═════ DATASET ENTRIES ═════

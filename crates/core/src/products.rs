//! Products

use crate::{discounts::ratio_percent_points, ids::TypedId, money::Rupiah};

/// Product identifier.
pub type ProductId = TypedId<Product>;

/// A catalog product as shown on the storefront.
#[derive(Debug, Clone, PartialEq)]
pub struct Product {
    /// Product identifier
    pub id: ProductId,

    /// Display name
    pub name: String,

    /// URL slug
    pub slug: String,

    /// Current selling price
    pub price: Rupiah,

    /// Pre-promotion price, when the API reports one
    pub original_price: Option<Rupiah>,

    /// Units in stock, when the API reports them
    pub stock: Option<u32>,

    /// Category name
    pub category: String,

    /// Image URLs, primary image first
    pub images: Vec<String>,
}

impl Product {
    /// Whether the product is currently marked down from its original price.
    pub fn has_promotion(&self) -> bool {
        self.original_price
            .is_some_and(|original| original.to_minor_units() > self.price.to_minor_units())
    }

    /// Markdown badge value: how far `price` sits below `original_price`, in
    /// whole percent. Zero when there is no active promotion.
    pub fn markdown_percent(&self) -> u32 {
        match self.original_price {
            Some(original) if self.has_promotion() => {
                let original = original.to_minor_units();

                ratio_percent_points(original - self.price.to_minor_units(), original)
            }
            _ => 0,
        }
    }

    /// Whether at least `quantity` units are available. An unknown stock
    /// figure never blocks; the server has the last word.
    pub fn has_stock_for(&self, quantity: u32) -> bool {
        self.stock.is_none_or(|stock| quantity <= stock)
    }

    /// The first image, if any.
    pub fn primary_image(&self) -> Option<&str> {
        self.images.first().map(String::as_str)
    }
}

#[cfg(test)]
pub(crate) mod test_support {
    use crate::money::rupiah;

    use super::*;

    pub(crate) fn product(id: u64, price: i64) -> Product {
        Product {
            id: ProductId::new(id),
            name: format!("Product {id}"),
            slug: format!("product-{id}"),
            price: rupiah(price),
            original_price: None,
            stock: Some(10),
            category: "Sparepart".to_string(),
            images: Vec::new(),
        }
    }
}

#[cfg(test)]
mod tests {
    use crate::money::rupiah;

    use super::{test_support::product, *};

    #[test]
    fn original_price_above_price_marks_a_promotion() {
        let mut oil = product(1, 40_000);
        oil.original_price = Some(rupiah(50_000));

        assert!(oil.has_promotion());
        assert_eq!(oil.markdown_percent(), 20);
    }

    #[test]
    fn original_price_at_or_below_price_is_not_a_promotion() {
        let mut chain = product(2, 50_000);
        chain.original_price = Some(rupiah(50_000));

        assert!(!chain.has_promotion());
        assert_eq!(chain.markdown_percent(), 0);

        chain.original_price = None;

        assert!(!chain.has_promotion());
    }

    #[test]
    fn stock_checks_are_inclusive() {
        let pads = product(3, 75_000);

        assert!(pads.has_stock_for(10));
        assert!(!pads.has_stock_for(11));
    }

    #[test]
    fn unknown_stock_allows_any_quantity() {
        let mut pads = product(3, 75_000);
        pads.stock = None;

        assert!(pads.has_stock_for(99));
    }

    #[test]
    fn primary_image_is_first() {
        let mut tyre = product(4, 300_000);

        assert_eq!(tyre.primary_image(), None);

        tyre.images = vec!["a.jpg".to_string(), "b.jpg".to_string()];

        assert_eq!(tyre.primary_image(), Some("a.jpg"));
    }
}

═════
═════ DATASET ENTRIES ═════

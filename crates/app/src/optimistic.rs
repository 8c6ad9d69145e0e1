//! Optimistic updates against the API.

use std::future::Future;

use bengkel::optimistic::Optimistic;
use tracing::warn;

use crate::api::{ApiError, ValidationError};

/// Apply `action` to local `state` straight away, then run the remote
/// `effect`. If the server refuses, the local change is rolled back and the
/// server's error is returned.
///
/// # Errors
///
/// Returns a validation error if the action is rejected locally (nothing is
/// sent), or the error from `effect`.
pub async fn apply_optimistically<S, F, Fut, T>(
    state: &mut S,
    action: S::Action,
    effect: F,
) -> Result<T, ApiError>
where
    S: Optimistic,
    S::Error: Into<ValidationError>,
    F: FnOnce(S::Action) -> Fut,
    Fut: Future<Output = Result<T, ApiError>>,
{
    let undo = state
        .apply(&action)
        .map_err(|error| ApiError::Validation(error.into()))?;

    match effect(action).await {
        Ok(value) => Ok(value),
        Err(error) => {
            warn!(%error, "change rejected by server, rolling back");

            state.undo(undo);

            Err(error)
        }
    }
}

═════

■ **WORK INSTRUCTION**:
Pull out all lines of the data with the string "when".

■ **RESULT**:
    /// Pre-promotion price, when the API reports one
    /// Units in stock, when the API reports them
    /// whole percent. Zero when there is no active promotion.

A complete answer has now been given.